Der Museumskomplex in Berlin-Dahlem soll in den kommenden Jahren zu einem Forschungscampus ausgebaut werden. Die Stiftung Preußischer Kulturbesitz und die Staatlichen Museen zu Berlin haben deshalb eine Potenzialanalyse angestrengt, die von Arnold und Gladisch Architekten im Auftrag von Partnerschaft Deutschland erstellt worden ist.

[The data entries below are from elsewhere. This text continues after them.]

//! Run summaries and map helpers.

use serde::Serialize;
use tourmap_core::{BusinessRecord, Category};

/// Counts describing one orchestrated run.
#[derive(Clone, Copy, Debug, Default, PartialEq, Eq, Serialize)]
pub struct RunSummary {
    /// Records returned across all categories.
    pub total: usize,
    /// Accommodation records.
    pub accommodations: usize,
    /// Restaurant records.
    pub restaurants: usize,
    /// Records that can be placed on a map.
    pub with_coordinates: usize,
    /// Records without a usable location.
    pub without_coordinates: usize,
    /// Page requests issued to the upstream API.
    pub pages_requested: u32,
    /// Categories served from the cache.
    pub cache_hits: u64,
    /// Categories that had to be fetched.
    pub cache_misses: u64,
}

impl RunSummary {
    /// Builds a summary from the merged records and the run's counters.
    #[must_use]
    pub fn from_records(
        records: &[BusinessRecord],
        pages_requested: u32,
        cache_hits: u64,
        cache_misses: u64,
    ) -> Self {
        let count = |category| records.iter().filter(|r| r.category == category).count();
        let with_coordinates = records.iter().filter(|r| r.coordinates().is_some()).count();
        Self {
            total: records.len(),
            accommodations: count(Category::Accommodation),
            restaurants: count(Category::Restaurant),
            with_coordinates,
            without_coordinates: records.len() - with_coordinates,
            pages_requested,
            cache_hits,
            cache_misses,
        }
    }

    /// Cache hit rate as a rounded percentage; 0 when nothing was looked up.
    #[must_use]
    pub fn hit_rate(&self) -> u8 {
        let lookups = self.cache_hits + self.cache_misses;
        if lookups == 0 {
            return 0;
        }
        ((self.cache_hits as f64 / lookups as f64) * 100.0).round() as u8
    }
}

/// Mean position of `target` and every placeable record.
///
/// Returns `None` when there is nothing to place.
#[must_use]
pub fn map_center(target: Option<(f64, f64)>, records: &[BusinessRecord]) -> Option<(f64, f64)> {
    let points: Vec<(f64, f64)> = target
        .into_iter()
        .chain(records.iter().filter_map(BusinessRecord::coordinates))
        .collect();
    if points.is_empty() {
        return None;
    }
    let n = points.len() as f64;
    let (lat, lon) = points
        .iter()
        .fold((0.0, 0.0), |(lat, lon), (a, b)| (lat + a, lon + b));
    Some((lat / n, lon / n))
}

#[cfg(test)]
mod tests {
    use super::*;

    fn sample() -> Vec<BusinessRecord> {
        vec![
            BusinessRecord::new(1, Category::Accommodation).with_location(18.0, 98.0),
            BusinessRecord::new(2, Category::Accommodation),
            BusinessRecord::new(3, Category::Restaurant).with_location(20.0, 100.0),
        ]
    }

    #[test]
    fn test_summary_counts() {
        let summary = RunSummary::from_records(&sample(), 4, 1, 2);
        assert_eq!(summary.total, 3);
        assert_eq!(summary.accommodations, 2);
        assert_eq!(summary.restaurants, 1);
        assert_eq!(summary.with_coordinates, 2);
        assert_eq!(summary.without_coordinates, 1);
        assert_eq!(summary.pages_requested, 4);
        assert_eq!(summary.hit_rate(), 33);
    }

    #[test]
    fn test_hit_rate_without_lookups() {
        assert_eq!(RunSummary::default().hit_rate(), 0);
    }

    #[test]
    fn test_map_center() {
        assert_eq!(map_center(None, &sample()), Some((19.0, 99.0)));
        assert_eq!(
            map_center(Some((16.0, 96.0)), &sample()),
            Some((18.0, 98.0))
        );
        assert_eq!(map_center(None, &[]), None);
    }
}
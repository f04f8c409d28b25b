use std::path::PathBuf;

use anyhow::{Context, Result, bail};
use clap::{Args, Subcommand};
use formstr_builder::{BuilderConfig, JsonFileStore, delete_draft, load_drafts, store_draft};
use formstr_spec::{Draft, Tag, kind};
use serde::Serialize;

use super::{print_json, read_json};

#[derive(Subcommand, Debug, Clone)]
pub enum DraftCommand {
    /// Store a spec as a draft, keyed by its form id
    Save(DraftSaveArgs),
    /// List stored drafts
    List,
    /// Remove a stored draft
    Delete(DraftDeleteArgs),
}

#[derive(Args, Debug, Clone)]
pub struct DraftSaveArgs {
    #[arg(value_name = "SPEC")]
    pub spec: PathBuf,
    /// Overrides the id taken from the spec's `d` tag
    #[arg(long = "id", value_name = "ID")]
    pub id: Option<String>,
}

#[derive(Args, Debug, Clone)]
pub struct DraftDeleteArgs {
    #[arg(value_name = "TEMP_ID")]
    pub temp_id: String,
}

#[derive(Debug, Serialize)]
#[serde(rename_all = "camelCase")]
struct DraftSummary<'a> {
    temp_id: &'a str,
    name: Option<&'a str>,
    questions: usize,
}

impl<'a> DraftSummary<'a> {
    fn of(draft: &'a Draft) -> Self {
        Self {
            temp_id: &draft.temp_id,
            name: tag_payload(&draft.form_spec, kind::NAME),
            questions: draft
                .form_spec
                .iter()
                .filter(|tag| tag.is(kind::FIELD))
                .count(),
        }
    }
}

pub fn run(command: DraftCommand, config: &BuilderConfig) -> Result<()> {
    let mut store = JsonFileStore::new(config.draft_dir());
    match command {
        DraftCommand::Save(args) => {
            let spec: Vec<Tag> = read_json(&args.spec)?;
            let temp_id = match args.id {
                Some(id) if id.is_empty() => bail!("--id must not be empty"),
                Some(id) => id,
                None => tag_payload(&spec, kind::IDENTIFIER)
                    .filter(|id| !id.is_empty())
                    .map(str::to_string)
                    .with_context(|| {
                        format!("{} has no form id; pass --id", args.spec.display())
                    })?,
            };
            store_draft(
                &mut store,
                Draft {
                    form_spec: spec,
                    temp_id: temp_id.clone(),
                },
            )?;
            println!("{temp_id}");
            Ok(())
        }
        DraftCommand::List => {
            let drafts = load_drafts(&store)?;
            let summaries: Vec<_> = drafts.iter().map(DraftSummary::of).collect();
            print_json(&summaries)
        }
        DraftCommand::Delete(args) => {
            if !delete_draft(&mut store, &args.temp_id)? {
                bail!("no draft with id '{}'", args.temp_id);
            }
            println!("deleted {}", args.temp_id);
            Ok(())
        }
    }
}

fn tag_payload<'a>(spec: &'a [Tag], wanted: &str) -> Option<&'a str> {
    spec.iter()
        .find(|tag| tag.is(wanted))
        .and_then(|tag| tag.get_str(1))
}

Das sind die Kernaussagen des Papiers:

  • Eine neue sogenannte „Campusachse“ soll künftig wie ein Rückgrat und ein verbindendes Glied zwischen den Dahlemer Gebäudeteilen, zwischen den Foyers in der Arnimallee und der Lansstraße funktionieren. Über diese Achse gelangt man zum Herz des Komplexes, wo die öffentlichen Zonen liegen – ein Dahlemer Schaufenster, zentrale Bibliotheksflächen, zentrale Ausstellungsflächen und ein Marktplatz, von dem die öffentlichen und semi-öffentlichen Flächen erreichbar sind. In diesem Konzept sind Wechselausstellungen und ein gläsernes Labor angedacht.
     
  • Am Standort Dahlem sollen künftig auch das Institut für Museumsforschung und das Rathgen-Forschungslabor der Staatlichen Museen zu Berlin angesiedelt werden. Außerdem sollen die Buchbestände des Ethnologischen Museums, des Museums für Asiatische Kunst und des Museums Europäischer Kulturen in einer aktuell 230.000 Bände umfassenden Spezialbibliothek der Kunst und Kulturen der Welt unter der Leitung der Kunstbibliothek zusammengeführt werden. Dies schafft einen lebendigen Bibliotheksstandort zeitgemäßer Prägung.
     
  • Eine Bündelung der Forschungsressourcen im Museumskomplex Dahlem hätte den großen Vorteil, dass gleichzeitig auch weitere sinnvolle und kostensparende strukturelle Maßnahmen erfolgen könnten. So sind die Büros der Direktion und aller Mitarbeiterinnen und Mitarbeiter, die Bibliothek, Restaurierungswerkstätten und Depots des Museums Europäischer Kulturen bislang nicht im eigentlichen Museumskomplex Dahlem untergebracht, sondern im ehemaligen Magazingebäude des Geheimen Staatsarchivs Preußischer Kulturbesitz. Dieses wiederum muss deshalb einen großen Teil seiner empfindlichen Archivalien in angemietete Depoträume im Westhafen auslagern und kostenintensiv zwischen den beiden Standorten hin- und hertransportieren. Die Gelegenheit einer Neuplanung des Standorts Dahlem beim Schopfe packend, würden bei einer Flächenrochade alle Häuser profitieren. Das Museum Europäischer Kulturen zieht mit Verwaltung, Bibliothek, Werkstätten und Sammlungsbestand auf die frei werdenden Flächen der in das Humboldt Forum wechselnden Ausstellungsbereiche des Ethnologischen Museums und des Museums für Asiatische Kunst. Das Geheime Staatsarchiv Preußischer Kulturbesitz könnte den dann wieder verfügbaren Magazintrakt für das eigene und derzeit im Westhafen untergebrachte Archivgut nutzen.
     
  • Das Museum Europäischer Kulturen (MEK) verbleibt am Museumsstandort Dahlem als einziges Haus mit aktivem Ausstellungs- und Veranstaltungsbetrieb. In enger Verzahnung von Forschung und Ausstellung zu kulturgeschichtlichen und gesellschaftspolitischen Themen in Europa arbeitet es grundsätzlich partizipativ und netzwerkorientiert. Damit wendet es sich an ein breites Publikum. Ziel des MEK ist es, gemeinsam mit seinen Partnern und interessierten Bürgern ein Europa-Forum am Standort Dahlem zu etablieren. Dieses soll – mit dem Museum als Herzstück – Bühne und Labor kritischer Europa-Forschung und zivilgesellschaftlichen Engagements sein und als Basis für einen zukunftsweisenden gesellschaftlichen Dialog dienen. Damit sollen alte Konventionen hinterfragt und neue Sichtweisen auf Europa in seinen globalen Zusammenhängen erschlossen werden. Durch seine Perspektivierung von Europa in einer globalen Welt hebt das MEK konsequenterweise die Trennung von europäischer und außereuropäischer Ethnologie auf. Dies setzt natürlich eine engere Zusammenarbeit mit dem Ethnologischen Museum und dem Museum für Asiatische Kunst sowie einen Ausbau der bereits bestehenden Kooperation mit den sozial- und kulturanthropologischen Instituten an der Freien Universität und der Humboldt-Universität voraus.